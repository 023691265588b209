use crate::config::BatteryConfig;

/// Battery state carried between timesteps.
///
/// A plain value: [`step`] takes the current state and returns the next one
/// inside its [`BatteryStepResult`], so the simulation loop owns the only copy.
#[derive(Debug, Clone, Copy, PartialEq)]
pub struct BatteryState {
    /// State of charge as a fraction of capacity.
    pub soc: f64,
}

impl BatteryState {
    pub fn new(soc: f64) -> Self {
        Self { soc }
    }

    /// Fresh state for the start of a run.
    pub fn initial(config: &BatteryConfig) -> Self {
        Self::new(config.soc_init)
    }
}

/// Outcome of one battery timestep.
///
/// # Power Flow Convention (Bus)
/// - Positive power / current: charging (bus to battery)
/// - Negative power / current: discharging (battery to bus)
#[derive(Debug, Clone, Copy, PartialEq)]
pub struct BatteryStepResult {
    /// SOC at the end of the step, always within `[soc_min, soc_max]`.
    pub soc_next: f64,
    /// Open-circuit voltage at the start of the step (V).
    pub v_ocv: f64,
    /// Cell current (A).
    pub current_a: f64,
    /// Power at the cell terminals (W).
    pub cell_power_w: f64,
    /// Power on the DC bus side of the converter (W).
    pub bus_power_w: f64,
    /// Converter plus resistive losses (W, >= 0).
    pub losses_w: f64,
    /// True when the request could not be delivered in full.
    pub limited: bool,
}

impl BatteryStepResult {
    /// The state the next timestep starts from.
    pub fn next_state(&self) -> BatteryState {
        BatteryState::new(self.soc_next)
    }

    fn idle(soc: f64, v_ocv: f64, limited: bool) -> Self {
        Self {
            soc_next: soc,
            v_ocv,
            current_a: 0.0,
            cell_power_w: 0.0,
            bus_power_w: 0.0,
            losses_w: 0.0,
            limited,
        }
    }
}

/// Open-circuit voltage by piecewise-linear interpolation over the OCV curve.
///
/// SOC outside the breakpoint range is clamped to the nearest endpoint
/// voltage; the curve is never extrapolated.
pub fn ocv_from_soc(soc: f64, config: &BatteryConfig) -> f64 {
    interpolate(soc, &config.ocv_soc, &config.ocv_v)
}

fn interpolate(x: f64, xs: &[f64], ys: &[f64]) -> f64 {
    let n = xs.len().min(ys.len());
    if n == 0 {
        return 0.0;
    }
    if n == 1 || x <= xs[0] {
        return ys[0];
    }
    if x >= xs[n - 1] {
        return ys[n - 1];
    }
    // First breakpoint strictly above x; x > xs[0] so upper >= 1.
    let upper = xs[..n].partition_point(|&b| b <= x);
    let (x0, x1) = (xs[upper - 1], xs[upper]);
    let (y0, y1) = (ys[upper - 1], ys[upper]);
    y0 + (y1 - y0) * (x - x0) / (x1 - x0)
}

/// Advances the battery by one timestep for a requested bus power.
///
/// The request is converted to a cell-side power through the converter
/// efficiency, the cell current is solved from the terminal-voltage
/// quadratic, current limits are applied, and finally the current is cut
/// back to the exact energy headroom if the step would cross an SOC bound.
/// All reported powers derive from that final current.
///
/// Degenerate inputs (zero capacity, zero efficiency, non-positive `dt`)
/// resolve to an idle step rather than an error.
///
/// # Arguments
///
/// * `state` - Battery state at the start of the step
/// * `requested_bus_power_w` - Positive to charge, negative to discharge
/// * `dt_hours` - Step length in hours
/// * `config` - Battery parameters
pub fn step(
    state: BatteryState,
    requested_bus_power_w: f64,
    dt_hours: f64,
    config: &BatteryConfig,
) -> BatteryStepResult {
    let soc = state.soc;
    let v_ocv = ocv_from_soc(soc, config);
    let requested = requested_bus_power_w != 0.0;

    if config.capacity_wh() <= 0.0 || dt_hours <= 0.0 || v_ocv <= 0.0 {
        return BatteryStepResult::idle(soc, v_ocv, requested);
    }
    if !requested {
        return BatteryStepResult::idle(soc, v_ocv, false);
    }

    if requested_bus_power_w > 0.0 {
        charge(soc, v_ocv, requested_bus_power_w, dt_hours, config)
    } else {
        discharge(soc, v_ocv, -requested_bus_power_w, dt_hours, config)
    }
}

fn charge(
    soc: f64,
    v_ocv: f64,
    bus_request_w: f64,
    dt_hours: f64,
    config: &BatteryConfig,
) -> BatteryStepResult {
    let eta = config.charge_efficiency;
    if eta <= 0.0 {
        return BatteryStepResult::idle(soc, v_ocv, true);
    }
    let capacity_wh = config.capacity_wh();
    let r = config.r_internal_ohm;

    let (mut current, mut limited) =
        solve_charge_current(v_ocv, r, bus_request_w * eta, config.i_charge_max_a);

    let headroom_wh = (config.soc_max - soc) * capacity_wh;
    if v_ocv * current * dt_hours > headroom_wh {
        current = headroom_wh.max(0.0) / (v_ocv * dt_hours);
        limited = true;
    }

    let v_term = v_ocv + current * r;
    let cell_power_w = v_term * current;
    let bus_power_w = cell_power_w / eta;
    let stored_w = v_ocv * current;
    let soc_next = (soc + stored_w * dt_hours / capacity_wh).clamp(config.soc_min, config.soc_max);

    BatteryStepResult {
        soc_next,
        v_ocv,
        current_a: current,
        cell_power_w,
        bus_power_w,
        losses_w: (bus_power_w - stored_w).max(0.0),
        limited,
    }
}

fn discharge(
    soc: f64,
    v_ocv: f64,
    bus_request_w: f64,
    dt_hours: f64,
    config: &BatteryConfig,
) -> BatteryStepResult {
    let eta = config.discharge_efficiency;
    if eta <= 0.0 {
        return BatteryStepResult::idle(soc, v_ocv, true);
    }
    let capacity_wh = config.capacity_wh();
    let r = config.r_internal_ohm;

    let (mut current, mut limited) =
        solve_discharge_current(v_ocv, r, bus_request_w / eta, config.i_discharge_max_a);

    let headroom_wh = (soc - config.soc_min) * capacity_wh;
    if v_ocv * current * dt_hours > headroom_wh {
        current = headroom_wh.max(0.0) / (v_ocv * dt_hours);
        limited = true;
    }

    let v_term = v_ocv - current * r;
    let cell_power_w = v_term * current;
    let bus_power_w = cell_power_w * eta;
    let drawn_w = v_ocv * current;
    let soc_next = (soc - drawn_w * dt_hours / capacity_wh).clamp(config.soc_min, config.soc_max);

    BatteryStepResult {
        soc_next,
        v_ocv,
        current_a: -current,
        cell_power_w: -cell_power_w,
        bus_power_w: -bus_power_w,
        losses_w: (drawn_w - bus_power_w).max(0.0),
        limited,
    }
}

/// Solves `R·I² + OCV·I − P = 0` for the positive root, then applies `i_max`.
fn solve_charge_current(v_ocv: f64, r: f64, p_cell_w: f64, i_max: f64) -> (f64, bool) {
    if p_cell_w <= 0.0 {
        return (0.0, false);
    }
    let mut limited = false;
    let mut current = if r > 0.0 {
        let disc = v_ocv * v_ocv + 4.0 * r * p_cell_w;
        if disc < 0.0 {
            limited = true;
            i_max
        } else {
            (-v_ocv + disc.sqrt()) / (2.0 * r)
        }
    } else {
        p_cell_w / v_ocv
    };
    if current > i_max {
        current = i_max;
        limited = true;
    }
    (current.max(0.0), limited)
}

/// Solves `R·I² − OCV·I + P = 0` for the root at or below the max-power
/// current `OCV/(2R)`, then applies `i_max`.
///
/// A negative discriminant means the cell cannot deliver `P` at any current;
/// the current is clamped to the max-power point.
fn solve_discharge_current(v_ocv: f64, r: f64, p_cell_w: f64, i_max: f64) -> (f64, bool) {
    if p_cell_w <= 0.0 {
        return (0.0, false);
    }
    let mut limited = false;
    let mut current = if r > 0.0 {
        let disc = v_ocv * v_ocv - 4.0 * r * p_cell_w;
        if disc < 0.0 {
            limited = true;
            v_ocv / (2.0 * r)
        } else {
            (v_ocv - disc.sqrt()) / (2.0 * r)
        }
    } else {
        p_cell_w / v_ocv
    };
    if current > i_max {
        current = i_max;
        limited = true;
    }
    (current.max(0.0), limited)
}

/// Largest bus power the battery can deliver right now (W, >= 0).
///
/// Evaluated at the smaller of the max-power-point current and the
/// discharge current limit. Zero at or below `soc_min`.
pub fn max_discharge_power(state: BatteryState, config: &BatteryConfig) -> f64 {
    if config.capacity_wh() <= 0.0 || state.soc <= config.soc_min {
        return 0.0;
    }
    let v_ocv = ocv_from_soc(state.soc, config);
    let r = config.r_internal_ohm;
    let current = if r > 0.0 {
        (v_ocv / (2.0 * r)).min(config.i_discharge_max_a)
    } else {
        config.i_discharge_max_a
    };
    let p_cell = (v_ocv - current * r) * current;
    (p_cell * config.discharge_efficiency).max(0.0)
}

/// Largest bus power the battery can accept right now (W, >= 0).
///
/// Evaluated at the charge current limit. Zero at or above `soc_max`.
pub fn max_charge_power(state: BatteryState, config: &BatteryConfig) -> f64 {
    if config.capacity_wh() <= 0.0 || state.soc >= config.soc_max || config.charge_efficiency <= 0.0 {
        return 0.0;
    }
    let v_ocv = ocv_from_soc(state.soc, config);
    let current = config.i_charge_max_a;
    let p_cell = (v_ocv + current * config.r_internal_ohm) * current;
    (p_cell / config.charge_efficiency).max(0.0)
}
#[cfg(test)]
mod tests {
    use super::*;

    #[test]
    fn baseline_preset_valid() {
        let cfg = ScenarioConfig::baseline();
        let errors = cfg.validate();
        assert!(errors.is_empty(), "baseline should be valid: {errors:?}");
    }

    #[test]
    fn from_preset_unknown() {
        let err = ScenarioConfig::from_preset("nonexistent");
        assert!(err.is_err());
        let e = err.unwrap_err();
        assert!(e.message.contains("unknown preset"));
    }

    #[test]
    fn all_presets_are_valid() {
        for name in ScenarioConfig::PRESETS {
            let cfg = ScenarioConfig::from_preset(name);
            assert!(cfg.is_ok(), "preset \"{name}\" should load");
            let errors = cfg.as_ref().map(|c| c.validate()).unwrap_or_default();
            assert!(
                errors.is_empty(),
                "preset \"{name}\" should be valid: {errors:?}"
            );
        }
    }

    #[test]
    fn ungoverned_preset_disables_governor() {
        assert!(!ScenarioConfig::ungoverned().governor.enabled);
        assert!(ScenarioConfig::baseline().governor.enabled);
    }

    #[test]
    fn valid_toml_parses() {
        let toml = r#"
[site]
name = "Tucson"
latitude = 32.2
longitude = -110.9
timezone = "-07:00"

[weather]
source = "csv"
path = "poa.csv"

[pv]
dc_nameplate_kw = 3.0

[battery]
capacity_kwh = 5.0
ocv_soc = [0.0, 0.5, 1.0]
ocv_v = [3.0, 3.6, 4.1]

[gpu]
n_gpus = 2

[governor]
enabled = false

[simulation]
timestep_minutes = 30
coupling_mode = "mppt_bus"

[sweep]
pv_kw_list = [1.0, 2.0]
batt_kwh_list = [0.0]
year = 2020
"#;
        let cfg = ScenarioConfig::from_toml_str(toml);
        assert!(cfg.is_ok(), "valid TOML should parse: {:?}", cfg.err());
        let cfg = cfg.unwrap();
        assert_eq!(cfg.weather.source, WeatherSource::Csv);
        assert_eq!(cfg.pv.dc_nameplate_kw, 3.0);
        assert_eq!(cfg.battery.ocv_soc.len(), 3);
        assert_eq!(cfg.gpu.n_gpus, 2);
        assert!(!cfg.governor.enabled);
        assert_eq!(cfg.sweep.year, 2020);
        assert!(cfg.validate().is_empty());
    }

    #[test]
    fn invalid_toml_unknown_field() {
        let toml = r#"
[battery]
capacity_kwh = 10.0
bogus_field = true
"#;
        assert!(ScenarioConfig::from_toml_str(toml).is_err());
    }

    #[test]
    fn partial_toml_uses_defaults() {
        let toml = r#"
[gpu]
p_max_w = 400.0
"#;
        let cfg = ScenarioConfig::from_toml_str(toml).unwrap();
        assert_eq!(cfg.gpu.p_max_w, 400.0);
        assert_eq!(cfg.gpu.p_idle_w, 80.0);
        assert_eq!(cfg.battery, BatteryConfig::default());
    }

    #[test]
    fn validation_rejects_unsupported_timestep() {
        let mut cfg = ScenarioConfig::baseline();
        cfg.simulation.timestep_minutes = 15;
        cfg.weather.interval_minutes = 15;
        let errors = cfg.validate();
        assert!(errors.iter().any(|e| e.field == "simulation.timestep_minutes"));
    }

    #[test]
    fn validation_rejects_non_monotonic_ocv() {
        let mut cfg = ScenarioConfig::baseline();
        cfg.battery.ocv_soc = vec![0.0, 0.5, 0.5, 1.0];
        cfg.battery.ocv_v = vec![3.0, 3.5, 3.6, 4.1];
        let errors = cfg.validate();
        assert!(errors.iter().any(|e| e.field == "battery.ocv_soc"));
    }

    #[test]
    fn validation_rejects_mismatched_ocv_lengths() {
        let mut cfg = ScenarioConfig::baseline();
        cfg.battery.ocv_v.pop();
        let errors = cfg.validate();
        assert!(errors.iter().any(|e| e.field == "battery.ocv_v"));
    }

    #[test]
    fn validation_rejects_efficiency_out_of_range() {
        let mut cfg = ScenarioConfig::baseline();
        cfg.battery.charge_efficiency = 0.0;
        cfg.battery.discharge_efficiency = 1.2;
        cfg.pv.mppt_efficiency = -0.5;
        let fields: Vec<_> = cfg.validate().into_iter().map(|e| e.field).collect();
        assert!(fields.contains(&"battery.charge_efficiency".to_string()));
        assert!(fields.contains(&"battery.discharge_efficiency".to_string()));
        assert!(fields.contains(&"pv.mppt_efficiency".to_string()));
    }

    #[test]
    fn validation_rejects_bad_soc_ordering() {
        let mut cfg = ScenarioConfig::baseline();
        cfg.battery.soc_min = 0.9;
        cfg.battery.soc_max = 0.1;
        let errors = cfg.validate();
        assert!(errors.iter().any(|e| e.field == "battery.soc_min"));
        assert!(errors.iter().any(|e| e.field == "battery.soc_init"));
    }

    #[test]
    fn validation_collects_every_error() {
        let mut cfg = ScenarioConfig::baseline();
        cfg.gpu.n_gpus = 0;
        cfg.governor.reserve_soc = 2.0;
        cfg.sweep.pv_kw_list.clear();
        assert_eq!(cfg.validate().len(), 3);
    }

    #[test]
    fn validation_allows_zero_capacity_battery() {
        let mut cfg = ScenarioConfig::baseline();
        cfg.battery.capacity_kwh = 0.0;
        assert!(cfg.validate().is_empty());
    }

    #[test]
    fn validation_rejects_infinite_values() {
        let mut cfg = ScenarioConfig::baseline();
        cfg.gpu.p_max_w = f64::INFINITY;
        cfg.battery.capacity_kwh = f64::INFINITY;
        cfg.battery.i_charge_max_a = f64::INFINITY;
        cfg.pv.dc_nameplate_kw = f64::INFINITY;
        cfg.governor.safety_factor = f64::INFINITY;
        cfg.pv.gamma_pdc_per_c = f64::NEG_INFINITY;
        let fields: Vec<_> = cfg.validate().into_iter().map(|e| e.field).collect();
        for field in [
            "gpu.p_max_w",
            "battery.capacity_kwh",
            "battery.i_charge_max_a",
            "pv.dc_nameplate_kw",
            "governor.safety_factor",
            "pv.gamma_pdc_per_c",
        ] {
            assert!(fields.contains(&field.to_string()), "{field} should be rejected: {fields:?}");
        }
    }

    #[test]
    fn infinite_toml_value_rejected() {
        let cfg = ScenarioConfig::from_toml_str("[gpu]\np_max_w = inf\n").unwrap();
        assert!(cfg.validate().iter().any(|e| e.field == "gpu.p_max_w"));
    }

    #[test]
    fn csv_source_requires_path() {
        let mut cfg = ScenarioConfig::baseline();
        cfg.weather.source = WeatherSource::Csv;
        let errors = cfg.validate();
        assert!(errors.iter().any(|e| e.field == "weather.path"));
    }

    #[test]
    fn validated_wraps_errors() {
        let mut cfg = ScenarioConfig::baseline();
        cfg.gpu.power_exponent = 0.0;
        assert!(matches!(cfg.validated(), Err(SimError::Config(errs)) if errs.len() == 1));
    }

    #[test]
    fn parses_utc_offsets() {
        assert_eq!(parse_utc_offset("UTC").map(|o| o.local_minus_utc()), Some(0));
        assert_eq!(
            parse_utc_offset("-06:00").map(|o| o.local_minus_utc()),
            Some(-6 * 3600)
        );
        assert_eq!(
            parse_utc_offset("+05:30").map(|o| o.local_minus_utc()),
            Some(5 * 3600 + 30 * 60)
        );
        assert!(parse_utc_offset("America/Chicago").is_none());
        assert!(parse_utc_offset("+25:00").is_none());
    }

    #[test]
    fn dt_helpers() {
        let s = SimulationConfig::default();
        assert_eq!(s.dt_hours(), 0.5);
        assert_eq!(s.dt_seconds(), 1800.0);
    }
}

PROBLEM DESCRIPTION: Go through the records above and count the lines with the word "sweep" in them. Answer with the number only.

EXERCISE OUTPUT: 3